(EXERCISE DESCRIPTION)
Please copy out every line of the listing below in which the word "check" appears.

------------------------------------------------------------------------

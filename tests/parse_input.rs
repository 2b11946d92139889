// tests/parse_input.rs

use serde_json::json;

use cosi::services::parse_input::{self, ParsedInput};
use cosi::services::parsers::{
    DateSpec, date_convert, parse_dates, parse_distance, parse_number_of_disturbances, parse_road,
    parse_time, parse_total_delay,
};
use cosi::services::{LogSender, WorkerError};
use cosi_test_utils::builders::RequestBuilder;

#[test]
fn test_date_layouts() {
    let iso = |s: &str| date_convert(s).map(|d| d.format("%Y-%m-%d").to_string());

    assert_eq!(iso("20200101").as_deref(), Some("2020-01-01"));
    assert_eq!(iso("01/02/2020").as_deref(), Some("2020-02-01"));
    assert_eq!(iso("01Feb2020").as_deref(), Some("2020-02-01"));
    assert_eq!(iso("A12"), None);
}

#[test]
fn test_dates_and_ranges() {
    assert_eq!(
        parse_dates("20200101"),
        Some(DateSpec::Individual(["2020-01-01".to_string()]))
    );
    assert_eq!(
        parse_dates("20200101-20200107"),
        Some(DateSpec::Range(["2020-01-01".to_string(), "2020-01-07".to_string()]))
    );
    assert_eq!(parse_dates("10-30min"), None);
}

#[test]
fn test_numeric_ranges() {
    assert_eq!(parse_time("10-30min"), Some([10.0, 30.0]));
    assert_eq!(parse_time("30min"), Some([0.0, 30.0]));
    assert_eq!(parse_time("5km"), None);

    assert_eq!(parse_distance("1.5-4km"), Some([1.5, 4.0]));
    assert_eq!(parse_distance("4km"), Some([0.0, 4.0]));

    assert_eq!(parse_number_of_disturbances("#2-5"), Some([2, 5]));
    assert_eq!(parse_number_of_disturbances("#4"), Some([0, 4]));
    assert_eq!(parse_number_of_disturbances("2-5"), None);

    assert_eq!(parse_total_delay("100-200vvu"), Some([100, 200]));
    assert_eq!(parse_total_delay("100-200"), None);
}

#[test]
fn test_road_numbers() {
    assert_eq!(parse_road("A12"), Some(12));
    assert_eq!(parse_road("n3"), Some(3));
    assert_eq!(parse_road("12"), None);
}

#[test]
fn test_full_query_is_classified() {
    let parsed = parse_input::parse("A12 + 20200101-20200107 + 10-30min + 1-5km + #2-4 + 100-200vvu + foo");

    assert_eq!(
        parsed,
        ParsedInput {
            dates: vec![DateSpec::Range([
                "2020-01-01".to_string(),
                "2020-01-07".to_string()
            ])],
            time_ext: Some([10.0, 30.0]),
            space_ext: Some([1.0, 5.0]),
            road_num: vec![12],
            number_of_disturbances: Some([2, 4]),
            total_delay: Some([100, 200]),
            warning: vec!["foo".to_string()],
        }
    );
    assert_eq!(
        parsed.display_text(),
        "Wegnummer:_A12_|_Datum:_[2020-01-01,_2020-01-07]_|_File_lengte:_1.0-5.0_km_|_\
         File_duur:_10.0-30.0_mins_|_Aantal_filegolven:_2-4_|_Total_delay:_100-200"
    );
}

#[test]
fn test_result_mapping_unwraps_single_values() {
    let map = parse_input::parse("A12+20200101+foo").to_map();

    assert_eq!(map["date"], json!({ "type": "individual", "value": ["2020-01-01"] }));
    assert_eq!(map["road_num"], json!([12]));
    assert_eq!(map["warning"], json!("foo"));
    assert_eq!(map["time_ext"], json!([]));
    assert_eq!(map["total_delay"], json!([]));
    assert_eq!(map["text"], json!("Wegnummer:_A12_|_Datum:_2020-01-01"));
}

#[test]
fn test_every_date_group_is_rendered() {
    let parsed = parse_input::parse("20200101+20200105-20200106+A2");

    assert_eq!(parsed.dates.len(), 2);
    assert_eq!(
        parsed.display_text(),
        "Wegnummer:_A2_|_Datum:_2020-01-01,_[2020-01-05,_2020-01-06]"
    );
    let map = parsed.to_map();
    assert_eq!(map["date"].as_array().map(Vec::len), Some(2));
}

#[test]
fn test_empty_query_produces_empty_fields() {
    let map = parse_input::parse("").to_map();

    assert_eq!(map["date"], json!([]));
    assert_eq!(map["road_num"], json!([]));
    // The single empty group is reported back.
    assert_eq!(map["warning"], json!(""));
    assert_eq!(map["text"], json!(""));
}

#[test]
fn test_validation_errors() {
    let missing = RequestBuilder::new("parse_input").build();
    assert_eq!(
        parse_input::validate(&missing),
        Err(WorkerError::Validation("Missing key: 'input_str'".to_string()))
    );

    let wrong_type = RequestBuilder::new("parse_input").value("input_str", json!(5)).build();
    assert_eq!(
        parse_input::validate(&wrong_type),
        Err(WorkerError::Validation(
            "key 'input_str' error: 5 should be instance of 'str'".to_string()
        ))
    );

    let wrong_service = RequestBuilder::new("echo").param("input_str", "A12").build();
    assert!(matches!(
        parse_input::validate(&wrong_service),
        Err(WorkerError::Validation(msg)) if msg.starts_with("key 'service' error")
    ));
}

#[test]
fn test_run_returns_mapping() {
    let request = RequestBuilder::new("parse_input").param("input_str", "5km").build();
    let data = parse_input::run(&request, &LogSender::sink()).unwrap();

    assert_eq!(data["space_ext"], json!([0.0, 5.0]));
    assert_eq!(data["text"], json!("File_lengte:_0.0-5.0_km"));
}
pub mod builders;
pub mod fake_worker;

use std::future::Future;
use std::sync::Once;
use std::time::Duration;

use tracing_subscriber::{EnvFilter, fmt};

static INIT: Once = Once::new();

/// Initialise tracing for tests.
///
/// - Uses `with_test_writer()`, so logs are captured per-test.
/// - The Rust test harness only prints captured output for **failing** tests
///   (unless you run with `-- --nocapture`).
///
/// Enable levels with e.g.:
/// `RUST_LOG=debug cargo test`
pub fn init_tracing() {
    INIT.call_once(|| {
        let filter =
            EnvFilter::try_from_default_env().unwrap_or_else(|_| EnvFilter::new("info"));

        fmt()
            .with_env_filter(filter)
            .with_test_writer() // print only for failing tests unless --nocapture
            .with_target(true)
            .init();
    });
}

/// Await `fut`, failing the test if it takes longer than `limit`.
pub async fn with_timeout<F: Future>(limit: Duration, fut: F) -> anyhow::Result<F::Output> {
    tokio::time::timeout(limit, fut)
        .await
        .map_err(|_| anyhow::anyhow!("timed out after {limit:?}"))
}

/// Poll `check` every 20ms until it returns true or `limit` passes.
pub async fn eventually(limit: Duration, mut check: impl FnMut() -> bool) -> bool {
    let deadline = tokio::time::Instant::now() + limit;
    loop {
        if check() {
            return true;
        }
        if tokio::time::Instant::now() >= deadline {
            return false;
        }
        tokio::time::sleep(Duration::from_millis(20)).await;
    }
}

------------------------------------------------------------------------

(WORKED SOLUTION)
/// Poll `check` every 20ms until it returns true or `limit` passes.
pub async fn eventually(limit: Duration, mut check: impl FnMut() -> bool) -> bool {
        if check() {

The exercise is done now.